### AIM OF THE EXERCISE:
Your task is to copy every line of the entries that holds the word "autoport".

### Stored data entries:
§ §

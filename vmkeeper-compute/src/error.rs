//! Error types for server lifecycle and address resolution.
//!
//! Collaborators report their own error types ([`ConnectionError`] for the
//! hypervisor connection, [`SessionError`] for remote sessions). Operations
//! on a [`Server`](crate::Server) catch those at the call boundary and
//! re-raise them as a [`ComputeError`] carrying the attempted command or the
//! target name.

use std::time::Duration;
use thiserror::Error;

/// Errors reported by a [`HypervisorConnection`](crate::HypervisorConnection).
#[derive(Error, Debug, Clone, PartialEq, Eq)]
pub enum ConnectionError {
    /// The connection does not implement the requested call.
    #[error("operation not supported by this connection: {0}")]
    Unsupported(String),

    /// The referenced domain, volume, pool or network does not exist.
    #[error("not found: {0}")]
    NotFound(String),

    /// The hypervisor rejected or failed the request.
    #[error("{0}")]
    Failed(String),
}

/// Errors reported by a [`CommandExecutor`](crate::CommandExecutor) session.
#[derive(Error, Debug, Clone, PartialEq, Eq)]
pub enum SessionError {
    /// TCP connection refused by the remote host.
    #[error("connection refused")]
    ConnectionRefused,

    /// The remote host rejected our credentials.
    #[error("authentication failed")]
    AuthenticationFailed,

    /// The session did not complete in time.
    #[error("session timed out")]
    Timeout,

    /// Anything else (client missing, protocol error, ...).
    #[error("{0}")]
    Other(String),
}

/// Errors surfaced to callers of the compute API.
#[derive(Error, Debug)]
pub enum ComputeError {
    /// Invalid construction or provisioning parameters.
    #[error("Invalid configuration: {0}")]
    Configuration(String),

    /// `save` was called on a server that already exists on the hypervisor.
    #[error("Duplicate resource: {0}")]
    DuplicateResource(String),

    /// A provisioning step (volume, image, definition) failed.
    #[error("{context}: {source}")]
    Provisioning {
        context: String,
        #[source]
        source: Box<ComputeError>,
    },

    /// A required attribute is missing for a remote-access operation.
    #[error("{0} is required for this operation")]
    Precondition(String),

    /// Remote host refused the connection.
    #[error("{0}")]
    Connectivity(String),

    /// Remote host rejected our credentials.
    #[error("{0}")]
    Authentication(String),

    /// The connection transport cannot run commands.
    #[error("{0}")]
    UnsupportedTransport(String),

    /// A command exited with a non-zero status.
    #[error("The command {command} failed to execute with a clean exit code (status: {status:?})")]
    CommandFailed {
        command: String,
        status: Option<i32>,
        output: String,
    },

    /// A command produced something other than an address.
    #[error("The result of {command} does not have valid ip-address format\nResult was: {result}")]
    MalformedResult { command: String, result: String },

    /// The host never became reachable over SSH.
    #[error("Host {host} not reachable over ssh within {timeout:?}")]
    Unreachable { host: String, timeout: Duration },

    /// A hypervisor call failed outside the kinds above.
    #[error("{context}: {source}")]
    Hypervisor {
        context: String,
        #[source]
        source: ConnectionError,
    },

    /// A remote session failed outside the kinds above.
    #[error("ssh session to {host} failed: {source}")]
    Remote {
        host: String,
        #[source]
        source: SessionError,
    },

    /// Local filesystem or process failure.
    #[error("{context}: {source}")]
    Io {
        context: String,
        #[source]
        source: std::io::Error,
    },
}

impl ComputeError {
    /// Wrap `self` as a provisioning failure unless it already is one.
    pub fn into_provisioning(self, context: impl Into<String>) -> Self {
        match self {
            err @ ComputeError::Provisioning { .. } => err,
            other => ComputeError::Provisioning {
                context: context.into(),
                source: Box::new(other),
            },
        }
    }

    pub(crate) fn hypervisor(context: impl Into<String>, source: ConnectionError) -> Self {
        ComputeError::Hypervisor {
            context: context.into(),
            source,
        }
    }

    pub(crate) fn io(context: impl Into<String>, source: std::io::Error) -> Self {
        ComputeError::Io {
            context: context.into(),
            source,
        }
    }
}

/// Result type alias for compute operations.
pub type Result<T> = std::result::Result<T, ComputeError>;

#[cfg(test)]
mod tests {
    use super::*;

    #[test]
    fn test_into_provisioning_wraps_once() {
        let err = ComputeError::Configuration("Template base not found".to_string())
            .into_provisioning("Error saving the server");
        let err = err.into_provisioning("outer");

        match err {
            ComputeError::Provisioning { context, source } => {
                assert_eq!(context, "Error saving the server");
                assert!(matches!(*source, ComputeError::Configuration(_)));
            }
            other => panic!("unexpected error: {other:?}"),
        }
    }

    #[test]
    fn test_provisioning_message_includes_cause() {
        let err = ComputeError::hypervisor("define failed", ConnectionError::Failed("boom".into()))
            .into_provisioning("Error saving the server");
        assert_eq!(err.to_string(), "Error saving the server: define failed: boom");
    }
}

§ §

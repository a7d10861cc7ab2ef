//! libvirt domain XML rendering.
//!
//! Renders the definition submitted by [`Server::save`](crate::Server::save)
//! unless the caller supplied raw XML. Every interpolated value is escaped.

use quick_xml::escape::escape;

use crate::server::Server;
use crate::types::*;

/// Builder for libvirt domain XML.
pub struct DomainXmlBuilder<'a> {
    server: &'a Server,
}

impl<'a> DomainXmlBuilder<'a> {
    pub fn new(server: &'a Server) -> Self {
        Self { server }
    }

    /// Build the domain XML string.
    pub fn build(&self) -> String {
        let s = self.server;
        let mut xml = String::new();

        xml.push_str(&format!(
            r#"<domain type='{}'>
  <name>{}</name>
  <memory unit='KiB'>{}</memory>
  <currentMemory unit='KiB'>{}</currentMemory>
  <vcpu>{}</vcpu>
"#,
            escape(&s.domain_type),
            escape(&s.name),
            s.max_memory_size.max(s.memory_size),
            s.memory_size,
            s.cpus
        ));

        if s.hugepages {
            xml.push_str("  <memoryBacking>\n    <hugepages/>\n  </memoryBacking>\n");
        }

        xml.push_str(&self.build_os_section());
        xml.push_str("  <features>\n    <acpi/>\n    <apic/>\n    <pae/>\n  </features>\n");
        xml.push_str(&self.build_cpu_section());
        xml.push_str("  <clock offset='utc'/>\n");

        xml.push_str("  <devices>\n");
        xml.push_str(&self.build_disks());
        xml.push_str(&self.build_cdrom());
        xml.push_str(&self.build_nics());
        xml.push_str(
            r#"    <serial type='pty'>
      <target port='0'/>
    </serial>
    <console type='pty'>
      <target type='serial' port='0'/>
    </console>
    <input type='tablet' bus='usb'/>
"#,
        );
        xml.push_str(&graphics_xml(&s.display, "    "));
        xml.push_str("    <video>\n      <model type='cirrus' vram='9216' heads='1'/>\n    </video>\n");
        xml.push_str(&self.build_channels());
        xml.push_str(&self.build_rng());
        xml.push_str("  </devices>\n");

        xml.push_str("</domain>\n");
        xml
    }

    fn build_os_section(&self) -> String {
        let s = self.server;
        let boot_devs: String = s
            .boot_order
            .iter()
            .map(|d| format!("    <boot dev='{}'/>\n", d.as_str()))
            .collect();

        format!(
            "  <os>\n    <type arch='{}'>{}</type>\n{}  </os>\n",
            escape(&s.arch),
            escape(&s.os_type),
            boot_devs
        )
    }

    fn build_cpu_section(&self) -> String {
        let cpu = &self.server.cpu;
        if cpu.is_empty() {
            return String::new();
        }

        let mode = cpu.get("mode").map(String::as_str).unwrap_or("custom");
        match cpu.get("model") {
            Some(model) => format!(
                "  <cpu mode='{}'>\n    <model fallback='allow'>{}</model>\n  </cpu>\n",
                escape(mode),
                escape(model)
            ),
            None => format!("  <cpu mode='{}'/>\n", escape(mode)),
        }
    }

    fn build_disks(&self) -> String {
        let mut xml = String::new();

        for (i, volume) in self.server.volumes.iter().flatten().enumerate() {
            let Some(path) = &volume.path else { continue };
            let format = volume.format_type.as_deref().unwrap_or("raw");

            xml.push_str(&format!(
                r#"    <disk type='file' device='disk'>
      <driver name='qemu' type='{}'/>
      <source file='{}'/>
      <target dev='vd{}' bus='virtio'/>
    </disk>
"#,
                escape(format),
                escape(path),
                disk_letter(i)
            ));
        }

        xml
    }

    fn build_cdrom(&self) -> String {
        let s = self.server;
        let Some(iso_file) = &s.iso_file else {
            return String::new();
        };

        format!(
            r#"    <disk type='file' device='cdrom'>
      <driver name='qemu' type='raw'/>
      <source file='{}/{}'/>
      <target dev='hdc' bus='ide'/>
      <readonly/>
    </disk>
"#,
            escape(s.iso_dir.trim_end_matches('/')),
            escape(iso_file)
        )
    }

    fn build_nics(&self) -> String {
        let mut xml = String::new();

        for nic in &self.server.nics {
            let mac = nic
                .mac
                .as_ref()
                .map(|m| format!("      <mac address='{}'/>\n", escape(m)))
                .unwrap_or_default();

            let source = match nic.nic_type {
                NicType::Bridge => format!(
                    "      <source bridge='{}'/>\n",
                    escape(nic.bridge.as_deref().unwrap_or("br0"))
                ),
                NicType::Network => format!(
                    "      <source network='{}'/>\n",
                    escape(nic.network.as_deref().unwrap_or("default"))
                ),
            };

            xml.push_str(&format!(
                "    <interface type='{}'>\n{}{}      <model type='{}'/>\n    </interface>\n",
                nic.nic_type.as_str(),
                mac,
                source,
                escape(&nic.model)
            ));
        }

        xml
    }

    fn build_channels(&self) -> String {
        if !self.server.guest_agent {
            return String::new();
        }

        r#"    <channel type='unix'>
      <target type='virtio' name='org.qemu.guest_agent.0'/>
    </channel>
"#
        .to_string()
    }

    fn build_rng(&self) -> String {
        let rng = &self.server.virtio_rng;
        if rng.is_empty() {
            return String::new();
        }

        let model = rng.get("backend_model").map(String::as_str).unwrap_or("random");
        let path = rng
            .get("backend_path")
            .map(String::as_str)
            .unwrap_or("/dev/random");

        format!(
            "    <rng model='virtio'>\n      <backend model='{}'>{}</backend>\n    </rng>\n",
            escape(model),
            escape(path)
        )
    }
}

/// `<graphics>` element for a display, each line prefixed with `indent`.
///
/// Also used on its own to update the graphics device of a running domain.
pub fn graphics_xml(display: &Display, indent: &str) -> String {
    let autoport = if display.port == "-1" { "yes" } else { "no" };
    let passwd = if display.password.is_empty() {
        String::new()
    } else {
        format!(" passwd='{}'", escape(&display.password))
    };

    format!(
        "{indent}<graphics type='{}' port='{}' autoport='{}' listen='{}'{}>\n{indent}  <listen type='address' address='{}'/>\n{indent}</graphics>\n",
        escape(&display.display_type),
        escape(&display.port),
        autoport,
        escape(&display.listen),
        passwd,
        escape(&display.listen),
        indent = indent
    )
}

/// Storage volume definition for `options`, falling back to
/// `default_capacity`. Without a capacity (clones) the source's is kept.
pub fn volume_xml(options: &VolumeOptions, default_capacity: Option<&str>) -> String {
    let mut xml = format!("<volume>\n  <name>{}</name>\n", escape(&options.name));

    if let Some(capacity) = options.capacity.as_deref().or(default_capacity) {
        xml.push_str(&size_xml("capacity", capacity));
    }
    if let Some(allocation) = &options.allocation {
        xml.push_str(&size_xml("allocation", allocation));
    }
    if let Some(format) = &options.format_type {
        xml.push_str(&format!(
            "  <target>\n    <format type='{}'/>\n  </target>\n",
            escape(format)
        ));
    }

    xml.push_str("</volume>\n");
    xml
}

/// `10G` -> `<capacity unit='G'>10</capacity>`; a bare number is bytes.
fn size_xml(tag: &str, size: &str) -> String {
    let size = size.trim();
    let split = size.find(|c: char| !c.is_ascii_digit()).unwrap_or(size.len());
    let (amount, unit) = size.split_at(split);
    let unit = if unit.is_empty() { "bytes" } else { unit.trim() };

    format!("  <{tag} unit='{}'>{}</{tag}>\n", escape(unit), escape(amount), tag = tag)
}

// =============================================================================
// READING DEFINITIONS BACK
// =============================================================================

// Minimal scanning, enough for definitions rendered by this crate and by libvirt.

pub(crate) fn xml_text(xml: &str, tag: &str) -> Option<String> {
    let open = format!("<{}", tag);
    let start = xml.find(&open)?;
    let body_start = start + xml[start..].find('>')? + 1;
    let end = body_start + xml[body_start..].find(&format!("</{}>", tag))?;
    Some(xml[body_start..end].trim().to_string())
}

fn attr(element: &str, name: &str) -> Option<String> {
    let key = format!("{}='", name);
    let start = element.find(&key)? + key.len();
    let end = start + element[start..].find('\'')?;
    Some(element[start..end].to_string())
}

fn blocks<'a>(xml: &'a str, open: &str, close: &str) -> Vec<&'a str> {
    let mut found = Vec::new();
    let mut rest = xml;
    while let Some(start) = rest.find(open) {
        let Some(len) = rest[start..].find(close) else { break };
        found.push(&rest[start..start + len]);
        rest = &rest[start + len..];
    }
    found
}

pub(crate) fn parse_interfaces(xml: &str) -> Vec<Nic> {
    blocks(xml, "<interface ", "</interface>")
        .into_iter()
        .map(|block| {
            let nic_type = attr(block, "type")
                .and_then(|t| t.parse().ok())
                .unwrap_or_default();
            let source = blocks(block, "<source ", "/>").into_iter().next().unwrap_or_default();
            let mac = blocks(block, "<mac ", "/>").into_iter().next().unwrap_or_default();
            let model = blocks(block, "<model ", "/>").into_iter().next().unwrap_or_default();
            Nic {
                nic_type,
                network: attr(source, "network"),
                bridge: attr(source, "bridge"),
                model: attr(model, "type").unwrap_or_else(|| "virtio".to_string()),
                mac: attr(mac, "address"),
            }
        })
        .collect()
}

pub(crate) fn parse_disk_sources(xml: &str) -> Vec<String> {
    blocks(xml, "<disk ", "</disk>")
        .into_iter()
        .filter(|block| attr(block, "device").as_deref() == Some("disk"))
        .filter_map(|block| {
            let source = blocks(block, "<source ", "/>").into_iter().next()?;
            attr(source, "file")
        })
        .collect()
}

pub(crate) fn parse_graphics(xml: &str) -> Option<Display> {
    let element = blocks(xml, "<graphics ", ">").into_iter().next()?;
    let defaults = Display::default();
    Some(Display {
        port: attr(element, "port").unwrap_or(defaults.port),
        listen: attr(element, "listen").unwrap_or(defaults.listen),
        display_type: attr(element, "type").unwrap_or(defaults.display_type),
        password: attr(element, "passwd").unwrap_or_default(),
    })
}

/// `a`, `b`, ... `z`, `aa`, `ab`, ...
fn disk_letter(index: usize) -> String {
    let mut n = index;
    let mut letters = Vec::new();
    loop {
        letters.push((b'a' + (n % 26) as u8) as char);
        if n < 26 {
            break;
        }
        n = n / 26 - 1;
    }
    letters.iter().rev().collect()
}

§ §

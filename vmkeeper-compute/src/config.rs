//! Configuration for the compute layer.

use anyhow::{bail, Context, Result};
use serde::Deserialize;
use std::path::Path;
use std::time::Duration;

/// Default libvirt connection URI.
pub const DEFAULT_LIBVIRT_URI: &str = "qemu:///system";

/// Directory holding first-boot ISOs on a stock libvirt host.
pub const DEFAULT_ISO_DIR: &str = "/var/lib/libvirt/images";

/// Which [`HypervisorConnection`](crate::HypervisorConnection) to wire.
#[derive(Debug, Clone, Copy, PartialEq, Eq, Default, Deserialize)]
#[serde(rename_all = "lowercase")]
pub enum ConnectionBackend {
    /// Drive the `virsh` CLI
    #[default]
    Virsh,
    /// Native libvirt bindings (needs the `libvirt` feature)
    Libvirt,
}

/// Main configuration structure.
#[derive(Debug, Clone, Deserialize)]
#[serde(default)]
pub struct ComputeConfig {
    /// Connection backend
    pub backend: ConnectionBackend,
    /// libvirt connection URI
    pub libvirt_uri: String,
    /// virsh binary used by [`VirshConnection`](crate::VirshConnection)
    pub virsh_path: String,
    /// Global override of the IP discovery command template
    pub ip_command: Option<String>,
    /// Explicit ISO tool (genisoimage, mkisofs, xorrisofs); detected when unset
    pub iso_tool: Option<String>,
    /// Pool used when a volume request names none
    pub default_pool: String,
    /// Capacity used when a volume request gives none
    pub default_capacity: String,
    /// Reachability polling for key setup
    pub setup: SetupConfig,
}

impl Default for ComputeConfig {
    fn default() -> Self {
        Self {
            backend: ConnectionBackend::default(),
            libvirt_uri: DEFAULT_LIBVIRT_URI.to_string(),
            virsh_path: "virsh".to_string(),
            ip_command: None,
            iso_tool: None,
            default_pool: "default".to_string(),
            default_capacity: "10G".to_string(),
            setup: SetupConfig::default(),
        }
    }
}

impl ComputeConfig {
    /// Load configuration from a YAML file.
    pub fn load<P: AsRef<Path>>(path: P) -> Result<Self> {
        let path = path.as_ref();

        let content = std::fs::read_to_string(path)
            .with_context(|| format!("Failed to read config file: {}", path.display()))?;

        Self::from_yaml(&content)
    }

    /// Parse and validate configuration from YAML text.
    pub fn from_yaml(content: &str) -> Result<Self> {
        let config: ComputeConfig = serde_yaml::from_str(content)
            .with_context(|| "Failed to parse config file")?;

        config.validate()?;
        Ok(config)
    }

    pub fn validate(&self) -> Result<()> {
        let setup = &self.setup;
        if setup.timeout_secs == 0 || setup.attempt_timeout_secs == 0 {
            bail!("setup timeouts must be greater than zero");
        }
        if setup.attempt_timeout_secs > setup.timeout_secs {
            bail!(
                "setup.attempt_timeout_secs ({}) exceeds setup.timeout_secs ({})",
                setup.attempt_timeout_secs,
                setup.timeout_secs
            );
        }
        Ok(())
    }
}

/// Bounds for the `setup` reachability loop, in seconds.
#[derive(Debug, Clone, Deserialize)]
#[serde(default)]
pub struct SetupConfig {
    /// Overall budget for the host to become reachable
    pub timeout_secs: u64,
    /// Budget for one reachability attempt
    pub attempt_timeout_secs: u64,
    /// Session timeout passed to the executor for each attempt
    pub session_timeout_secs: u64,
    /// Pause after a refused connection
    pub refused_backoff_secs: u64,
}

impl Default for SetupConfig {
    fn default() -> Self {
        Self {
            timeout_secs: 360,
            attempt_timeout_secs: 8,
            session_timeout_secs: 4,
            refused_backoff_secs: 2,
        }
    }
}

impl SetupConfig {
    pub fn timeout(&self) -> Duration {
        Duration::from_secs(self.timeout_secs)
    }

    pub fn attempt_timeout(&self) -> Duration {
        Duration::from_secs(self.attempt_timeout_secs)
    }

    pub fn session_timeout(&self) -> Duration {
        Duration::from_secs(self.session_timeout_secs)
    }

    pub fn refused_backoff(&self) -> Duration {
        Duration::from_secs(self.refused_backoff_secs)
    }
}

§ §

### SOLUTION TO THIS TASK:
    let autoport = if display.port == "-1" { "yes" } else { "no" };
        "{indent}<graphics type='{}' port='{}' autoport='{}' listen='{}'{}>\n{indent}  <listen type='address' address='{}'/>\n{indent}</graphics>\n",
        autoport,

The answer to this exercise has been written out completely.